Task to complete: For the records below, count the lines containing the word "extracted" and reply with the number alone.

Data records:
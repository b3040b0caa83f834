//! Outcome of an ingestion run.

use std::path::PathBuf;

use serde::Serialize;

/// Result of storing one batch.
#[derive(Debug, Clone, Serialize)]
pub struct BatchResult {
    pub index: usize,
    pub size: usize,
    pub embed_attempts: u32,
    pub upsert_attempts: u32,
    pub succeeded: bool,
    #[serde(skip_serializing_if = "Option::is_none")]
    pub error: Option<String>,
}

/// What happened to one PDF.
#[derive(Debug, Clone, PartialEq, Eq, Serialize)]
#[serde(tag = "status", rename_all = "snake_case")]
pub enum FileOutcome {
    /// Every batch was stored.
    Succeeded,
    /// Some batches were stored and some failed or were never attempted.
    Partial,
    /// Nothing from this file was stored.
    Failed { reason: String },
    /// The file had no extractable text.
    Skipped { reason: String },
}

#[derive(Debug, Clone, Serialize)]
pub struct FileReport {
    pub file_name: String,
    pub path: PathBuf,
    pub outcome: FileOutcome,
    pub pages: usize,
    pub chunks: usize,
    pub batches_total: usize,
    pub batches: Vec<BatchResult>,
}

impl FileReport {
    pub fn new(file_name: impl Into<String>, path: impl Into<PathBuf>) -> Self {
        Self {
            file_name: file_name.into(),
            path: path.into(),
            outcome: FileOutcome::Succeeded,
            pages: 0,
            chunks: 0,
            batches_total: 0,
            batches: Vec::new(),
        }
    }

    pub fn batches_succeeded(&self) -> usize {
        self.batches.iter().filter(|b| b.succeeded).count()
    }

    pub fn batches_failed(&self) -> usize {
        self.batches.iter().filter(|b| !b.succeeded).count()
    }

    pub fn chunks_stored(&self) -> usize {
        self.batches
            .iter()
            .filter(|b| b.succeeded)
            .map(|b| b.size)
            .sum()
    }

    /// Derive the outcome from the recorded batches.
    pub fn settle(&mut self) {
        if matches!(
            self.outcome,
            FileOutcome::Failed { .. } | FileOutcome::Skipped { .. }
        ) {
            return;
        }
        let stored = self.batches_succeeded();
        self.outcome = if stored == self.batches_total {
            FileOutcome::Succeeded
        } else if stored == 0 {
            let reason = self
                .batches
                .iter()
                .find_map(|b| b.error.clone())
                .unwrap_or_else(|| "no batch was stored".to_string());
            FileOutcome::Failed { reason }
        } else {
            FileOutcome::Partial
        };
    }
}

#[derive(Debug, Clone, Serialize)]
pub struct IngestionReport {
    pub collection: String,
    pub files: Vec<FileReport>,
    pub cancelled: bool,
    pub duration_ms: u64,
}

impl IngestionReport {
    pub fn new(collection: impl Into<String>) -> Self {
        Self {
            collection: collection.into(),
            files: Vec::new(),
            cancelled: false,
            duration_ms: 0,
        }
    }

    pub fn files_processed(&self) -> usize {
        self.files.len()
    }

    pub fn files_succeeded(&self) -> usize {
        self.count(|o| matches!(o, FileOutcome::Succeeded))
    }

    pub fn files_partial(&self) -> usize {
        self.count(|o| matches!(o, FileOutcome::Partial))
    }

    pub fn files_failed(&self) -> usize {
        self.count(|o| matches!(o, FileOutcome::Failed { .. }))
    }

    pub fn files_skipped(&self) -> usize {
        self.count(|o| matches!(o, FileOutcome::Skipped { .. }))
    }

    pub fn batches_succeeded(&self) -> usize {
        self.files.iter().map(FileReport::batches_succeeded).sum()
    }

    pub fn batches_failed(&self) -> usize {
        self.files.iter().map(FileReport::batches_failed).sum()
    }

    pub fn chunks_stored(&self) -> usize {
        self.files.iter().map(FileReport::chunks_stored).sum()
    }

    /// True when the run finished and nothing failed.
    pub fn is_success(&self) -> bool {
        !self.cancelled && self.files_failed() == 0 && self.files_partial() == 0
    }

    fn count(&self, pred: impl Fn(&FileOutcome) -> bool) -> usize {
        self.files.iter().filter(|f| pred(&f.outcome)).count()
    }
}
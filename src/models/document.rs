use std::path::{Path, PathBuf};

use serde::{Deserialize, Serialize};

/// One page of extracted PDF text.
#[derive(Debug, Clone, PartialEq, Eq, Serialize, Deserialize)]
pub struct Page {
    /// Zero-based page number.
    pub index: usize,
    pub text: String,
}

/// Text extracted from one source file, page by page.
#[derive(Debug, Clone, Serialize, Deserialize)]
pub struct Document {
    pub id: String,
    pub path: PathBuf,
    pub file_name: String,
    pub pages: Vec<Page>,
}

/// A bounded slice of one page, ready to embed.
#[derive(Debug, Clone, PartialEq, Serialize, Deserialize)]
pub struct Chunk {
    pub id: String,
    pub document_id: String,
    pub source: String,
    pub file_name: String,
    pub page: usize,
    /// Position of the chunk within its document.
    pub chunk_index: u32,
    /// Character offset of the chunk within its page.
    pub start_offset: usize,
    /// Leading characters shared with the previous chunk of the same page.
    pub overlap: usize,
    pub content: String,
}

/// An ordered slice of one document's chunks; the unit of retry and reporting.
#[derive(Debug, Clone)]
pub struct Batch {
    pub index: usize,
    pub chunks: Vec<Chunk>,
}

/// A chunk paired with its embedding.
#[derive(Debug, Clone)]
pub struct VectorPoint {
    pub chunk: Chunk,
    pub vector: Vec<f32>,
}

impl Document {
    pub fn generate_id(path: &Path) -> String {
        use sha2::{Digest, Sha256};
        let hash = Sha256::digest(path.to_string_lossy().as_bytes());
        hex::encode(&hash[..16])
    }

    pub fn new(path: impl Into<PathBuf>, pages: Vec<Page>) -> Self {
        let path = path.into();
        let file_name = path
            .file_name()
            .map(|n| n.to_string_lossy().to_string())
            .unwrap_or_else(|| path.to_string_lossy().to_string());
        Self {
            id: Self::generate_id(&path),
            path,
            file_name,
            pages,
        }
    }

    /// Build a document from page texts in order.
    pub fn from_page_texts<I, S>(path: impl Into<PathBuf>, texts: I) -> Self
    where
        I: IntoIterator<Item = S>,
        S: Into<String>,
    {
        let pages = texts
            .into_iter()
            .enumerate()
            .map(|(index, text)| Page {
                index,
                text: text.into(),
            })
            .collect();
        Self::new(path, pages)
    }
}

impl Chunk {
    pub fn generate_id(document_id: &str, chunk_index: u32) -> String {
        use uuid::Uuid;
        let name = format!("{}:{}", document_id, chunk_index);
        Uuid::new_v5(&Uuid::NAMESPACE_OID, name.as_bytes()).to_string()
    }

    /// Content without the characters shared with the previous chunk.
    pub fn fresh_content(&self) -> &str {
        match self.content.char_indices().nth(self.overlap) {
            Some((byte, _)) => &self.content[byte..],
            None => "",
        }
    }
}

impl Batch {
    /// Partition chunks into consecutive batches of at most `batch_size`, keeping order.
    pub fn partition(chunks: Vec<Chunk>, batch_size: usize) -> Vec<Batch> {
        let batch_size = batch_size.max(1);
        let mut batches = Vec::with_capacity(chunks.len().div_ceil(batch_size));
        let mut iter = chunks.into_iter().peekable();
        while iter.peek().is_some() {
            batches.push(Batch {
                index: batches.len(),
                chunks: iter.by_ref().take(batch_size).collect(),
            });
        }
        batches
    }

    pub fn len(&self) -> usize {
        self.chunks.len()
    }

    pub fn is_empty(&self) -> bool {
        self.chunks.is_empty()
    }

    pub fn texts(&self) -> Vec<String> {
        self.chunks.iter().map(|c| c.content.clone()).collect()
    }
}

Response: 2